Mamdani expresses doubt
Mayor Zohran Mamdani, speaking with reporters in Brooklyn, said he had misgivings about delivering sizable pay boosts outside the normal collective bargaining process, the New York Daily News reported. He has repeatedly pointed to tight fiscal constraints even as the Council presses ahead with its own agenda, setting up what looks like a classic City Hall showdown over both money and method.
Union case: pay or vacancy?
The United Federation of Teachers has been driving the push for what it brands a RESPECT check, arguing that the city is sitting on thousands of open paraprofessional jobs while starting pay for new hires barely clears $32,000, according to union testimony and salary schedules. The union told council committees that chapter surveys found at least 1,600 paraprofessional vacancies and said the payment would help recruit and retain aides who support students in special education settings, according to the UFT. The union also publicly celebrated the bill’s progress, writing on social media that “this is the furthest this legislation has ever gone,” as reported by the New York Daily News.
Budget trade‑offs ahead
Council leaders say the proposed payment can be wrapped into a larger package of budget priorities, but the city’s financial limits make any new recurring commitment a tough sell. The Council’s preliminary budget response points to other resources it argues could cover fresh obligations, while the mayor’s team has warned that piling on big new line items might require cuts somewhere else or dipping into reserves, according to the City Council.

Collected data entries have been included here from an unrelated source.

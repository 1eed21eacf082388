/// Logging setup
///
/// Console output is always on and filtered by `RUST_LOG`. When a log
/// directory is configured, four daily-rotating JSON files are written too:
///
/// | File         | Content                              |
/// |--------------|--------------------------------------|
/// | `app.log`    | INFO and above                       |
/// | `errors.log` | ERROR only                           |
/// | `access.log` | `tower_http` request/response traces |
/// | `debug.log`  | DEBUG and above                      |
///
/// The returned guards flush the non-blocking writers when dropped and must
/// be kept alive until shutdown.

use std::path::Path;
use tracing::Subscriber;
use tracing_appender::{
    non_blocking::{NonBlocking, WorkerGuard},
    rolling,
};
use tracing_subscriber::{
    filter::{filter_fn, LevelFilter},
    fmt::{
        self,
        format::{Format, Json, JsonFields},
    },
    layer::SubscriberExt,
    registry::LookupSpan,
    util::SubscriberInitExt,
    EnvFilter, Layer,
};

const DEFAULT_FILTER: &str = "tik_api=info,tik_shared=info,tower_http=info";

/// Installs the global subscriber
///
/// # Errors
///
/// Returns an error if a global subscriber is already installed.
pub fn init_logging(log_dir: Option<&Path>) -> anyhow::Result<Vec<WorkerGuard>> {
    let console_filter =
        EnvFilter::try_from_default_env().unwrap_or_else(|_| EnvFilter::new(DEFAULT_FILTER));
    let console = fmt::layer().with_filter(console_filter);

    let mut guards = Vec::new();

    let files = log_dir.map(|dir| {
        let app = json_file(dir, "app.log", &mut guards).with_filter(LevelFilter::INFO);
        let errors = json_file(dir, "errors.log", &mut guards).with_filter(LevelFilter::ERROR);
        let access = json_file(dir, "access.log", &mut guards)
            .with_filter(filter_fn(|metadata| metadata.target().starts_with("tower_http")));
        let debug = json_file(dir, "debug.log", &mut guards).with_filter(LevelFilter::DEBUG);

        app.and_then(errors).and_then(access).and_then(debug)
    });

    tracing_subscriber::registry()
        .with(console)
        .with(files)
        .try_init()?;

    Ok(guards)
}

fn json_file<S>(
    dir: &Path,
    file_name: &str,
    guards: &mut Vec<WorkerGuard>,
) -> fmt::Layer<S, JsonFields, Format<Json>, NonBlocking>
where
    S: Subscriber + for<'a> LookupSpan<'a>,
{
    let (writer, guard) = tracing_appender::non_blocking(rolling::daily(dir, file_name));
    guards.push(guard);

    fmt::layer().json().with_writer(writer)
}
/// Request-scoped database session
///
/// A [`DbSession`] is the transactional handle owned by exactly one request.
/// It lazily begins a transaction on first use, and the transaction stays open
/// until the handler calls [`DbSession::commit`] or the error path calls
/// [`DbSession::rollback`]. [`DbSession::close`] releases the handle and
/// discards anything that was never committed; it never commits on its own.
///
/// After a commit the next call to [`DbSession::connection`] begins a fresh
/// transaction, which is how handlers reload a row after writing it.
///
/// Cloning a session clones the handle, not the transaction: every clone
/// talks to the same underlying connection.
///
/// # Example
///
/// ```no_run
/// use tik_shared::db::session::DbSession;
/// use sqlx::SqlitePool;
///
/// # async fn example(pool: SqlitePool) -> Result<(), sqlx::Error> {
/// let session = DbSession::new(pool);
///
/// {
///     let mut conn = session.connection().await?;
///     sqlx::query("INSERT INTO categories (label) VALUES (?)")
///         .bind("Bug")
///         .execute(&mut *conn)
///         .await?;
/// }
///
/// session.commit().await?;
/// session.close().await?;
/// # Ok(())
/// # }
/// ```

use sqlx::{sqlite::SqliteConnection, Sqlite, SqlitePool, Transaction};
use std::sync::Arc;
use tokio::sync::{MappedMutexGuard, Mutex, MutexGuard};
use tracing::debug;

/// Exclusive access to the session's connection inside the open transaction
///
/// Must be dropped before calling `commit`, `rollback` or `close` on the same
/// session.
pub type SessionConnection<'a> = MappedMutexGuard<'a, SqliteConnection>;

/// Transactional handle scoped to a single request
#[derive(Clone)]
pub struct DbSession {
    inner: Arc<Mutex<SessionState>>,
}

struct SessionState {
    pool: SqlitePool,
    tx: Option<Transaction<'static, Sqlite>>,
    closed: bool,
}

impl DbSession {
    /// Creates a session bound to the pool; no connection is taken yet
    pub fn new(pool: SqlitePool) -> Self {
        Self {
            inner: Arc::new(Mutex::new(SessionState {
                pool,
                tx: None,
                closed: false,
            })),
        }
    }

    /// Returns the connection of the active transaction, beginning one if needed
    ///
    /// # Errors
    ///
    /// Returns `PoolClosed` once the session has been closed, or any error
    /// raised while acquiring a connection and issuing `BEGIN`.
    pub async fn connection(&self) -> Result<SessionConnection<'_>, sqlx::Error> {
        let mut state = self.inner.lock().await;

        if state.closed {
            return Err(sqlx::Error::PoolClosed);
        }

        if state.tx.is_none() {
            let tx = state.pool.begin().await?;
            debug!("Session transaction started");
            state.tx = Some(tx);
        }

        MutexGuard::try_map(state, |state| state.tx.as_deref_mut())
            .map_err(|_| sqlx::Error::PoolClosed)
    }

    /// Commits the active transaction, if any
    pub async fn commit(&self) -> Result<(), sqlx::Error> {
        let mut state = self.inner.lock().await;

        if let Some(tx) = state.tx.take() {
            tx.commit().await?;
            debug!("Session transaction committed");
        }

        Ok(())
    }

    /// Rolls back the active transaction, if any
    pub async fn rollback(&self) -> Result<(), sqlx::Error> {
        let mut state = self.inner.lock().await;

        if let Some(tx) = state.tx.take() {
            tx.rollback().await?;
            debug!("Session transaction rolled back");
        }

        Ok(())
    }

    /// Releases the session
    ///
    /// Uncommitted work is rolled back. Further calls to `connection` fail.
    /// Closing twice is a no-op.
    pub async fn close(&self) -> Result<(), sqlx::Error> {
        let mut state = self.inner.lock().await;
        state.closed = true;

        if let Some(tx) = state.tx.take() {
            tx.rollback().await?;
            debug!("Session closed with uncommitted work discarded");
        } else {
            debug!("Session closed");
        }

        Ok(())
    }

    /// Whether a transaction is currently open on this session
    pub async fn in_transaction(&self) -> bool {
        self.inner.lock().await.tx.is_some()
    }

    /// Whether the session has been closed
    pub async fn is_closed(&self) -> bool {
        self.inner.lock().await.closed
    }
}

impl std::fmt::Debug for DbSession {
    fn fmt(&self, f: &mut std::fmt::Formatter<'_>) -> std::fmt::Result {
        f.debug_struct("DbSession").finish_non_exhaustive()
    }
}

Legal and bargaining implications
The bill spells out that it “shall not be construed to limit or otherwise alter the right of the mayor, a certified employee organization, or any other person or entity, to bargain,” and it would be repealed once a contract delivers equivalent pay gains, according to the City Council. Supporters say that language proves the Council is honoring collective bargaining even as it tries to deliver what they frame as emergency relief. Skeptics counter that legislating even a temporary supplement could set a precedent unions and mayors will have to wrestle with in every future round of negotiations.
What happens next
The UFT says it expects the bill to land on the City Council’s stated meeting agenda on July 16, where members could vote on whether to advance it. If it passes, the measure would go straight to the mayor’s desk for either a signature or a veto, according to the UFT. With 47 sponsors already on board, the Council has the numbers to override a veto on paper, but Mamdani’s public doubts set the stage for a potentially dramatic test of that unity if the bill reaches his desk.
Whichever way it breaks, the fight highlights a basic choice for the city: use legislation to deliver quick one‑off relief, or keep pay decisions locked inside the collective bargaining process that covers most municipal workers. Paraprofessionals, parents and school leaders will be watching Thursday’s vote to see which path City Hall takes.